How much does it cost for a good trolling setup for lake erie? I would like to have one to troll a suspending type jerk moderately deep? I am not to educated on these methods any help would be great.


----------



## Hook N Book (Apr 7, 2004)

FishMason,
If you give more info maybe I can help you out. What size boat do have? And what would you call a good setup? How many rods do you want to run at the same time?
You can use dipsies, jet divers, snap weights, and down riggers. All of which vary in price starting from $10.00 for a diver up to $600 for electric downriggers. Planer boards are a good option for getting baits away from the boat also. You can pick up a copy of "Trolling from top to bottom" which gives you a lot of good info on the trolling game.
Also, I'm in the process of upgrading some things that may be of interest to you. PM me if you're interested.


----------



## Shortdrift (Apr 5, 2004)

If you want to keep it simple and give yourself decent odds, get a Diawa combo outfit from Dick's sporting goods which has a line counter reel. Load up with 30# test Fireline and use a Dipsy Diver and spoons. You will be equiped for walleye and steelhead with this set up.


----------



## fishmason (May 2, 2004)

Boat: Im not sure the size i will be going up with my g-paw and family. He has a recreation deep v i believe. possibly 6-8 rods at a time. 

Rods: I have two heavy action baitcast rod and reel sets to use.

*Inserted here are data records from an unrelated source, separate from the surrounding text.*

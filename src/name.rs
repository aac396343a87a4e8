//! Wire names of form inputs.
//!
//! Every input of a repeatable group is submitted as `base__key__role`, which the backend unflattens into nested values.
//! The scheme is reversible so that DOM events can be routed back to the model by name alone.

use crate::model::{validate_role, GroupKey, SnapshotEntry};

/// Joins base name, group key and role. Never appears inside keys or roles.
pub const SEPARATOR: &str = "__";

/// Builds the `name` (and `id`) of the input for `role` within group `key`.
#[must_use]
pub fn synthesize(base: &str, key: &GroupKey, role: &str) -> String {
	debug_assert!(!role.contains(SEPARATOR), "Role {:?} contains the name separator", role);
	format!("{base}{SEPARATOR}{key}{SEPARATOR}{role}")
}

/// Recovers `(key, role)` from a name produced by [`synthesize`] with the same `base`.
///
/// Returns [`None`] for names of other fields or malformed names, including roles that [`synthesize`] can't produce.
#[must_use]
pub fn parse(base: &str, name: &str) -> Option<(GroupKey, String)> {
	let rest = name.strip_prefix(base)?.strip_prefix(SEPARATOR)?;
	// Keys never contain `_`, so the first separator ends the key.
	let (key, role) = rest.split_once(SEPARATOR)?;
	validate_role(role).ok()?;
	Some((key.parse().ok()?, role.to_owned()))
}

/// The `(name, value)` pairs a traditional form submission of `snapshot` contains.
#[must_use]
pub fn submission(base: &str, snapshot: &[SnapshotEntry]) -> Vec<(String, String)> {
	snapshot.iter().map(|entry| (synthesize(base, &entry.key, &entry.role), entry.value.clone())).collect()
}

/// Element ids and input names of the advanced search form.
///
/// That form predates the keyed scheme, and the search handler still expects the text input of row `i`
/// to be named after the field it searches by, as `{by}-{i}`.
pub mod search_row {
	const ROW_PREFIX: &str = "advanced-search-row-";
	const TEXT_PREFIX: &str = "advanced-search-text-";
	const BY_PREFIX: &str = "advanced-search-by-";

	#[must_use]
	pub fn row_id(index: u32) -> String {
		format!("{ROW_PREFIX}{index}")
	}

	#[must_use]
	pub fn text_id(index: u32) -> String {
		format!("{TEXT_PREFIX}{index}")
	}

	#[must_use]
	pub fn by_id(index: u32) -> String {
		format!("{BY_PREFIX}{index}")
	}

	/// Name of the text input of row `index` when searching by field `by`.
	#[must_use]
	pub fn text_name(by: &str, index: u32) -> String {
		format!("{by}-{index}")
	}

	/// The row index at the end of any of the ids above.
	#[must_use]
	pub fn index_of(id: &str) -> Option<u32> {
		let (_, index) = id.rsplit_once('-')?;
		if index.is_empty() || !index.bytes().all(|b| b.is_ascii_digit()) {
			return None;
		}
		index.parse().ok()
	}
}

I think ill be wanting to use, divers, or planar boards. Im going to purchase some type of spoons, and possibly use my bomber long A's, rattlin rouges, or husky jerks to troll unless anyone has some better lure choices.


----------



## Hook N Book (Apr 7, 2004)

FishMason,
Shortdrift makes a good point about the linecounter reels...you can't beat a good line counter for getting to the exact depth. You mentioned you have rods already, you may think about adding the Shakesphere line counter They are accurate enough up to 50-75 feet of line imo. They're about $15 dollars at Bass pro. Secondly, Dipsies have become the diver of choice on Erie...mostly size 1 (big ones). Pa's spoons and Michigan stingers spoons (small ones) are popular baits for trolling. You'll also need good rod holders because you're putting a lot of resistance on those rods. So figure about $20 (setup) per rod not counting the other things...(holders etc.)
Lastly, get a copy of Precision Trolling, it gives you info for dive curves for most popular cranks,
snap weight, dipsies, jet divers and much more.
Hope this helps. If you have any more questions...feel free.


----------



## fishmason (May 2, 2004)

you know all this info is the reason sites like this are so great and succesful. Thanks guys.


----------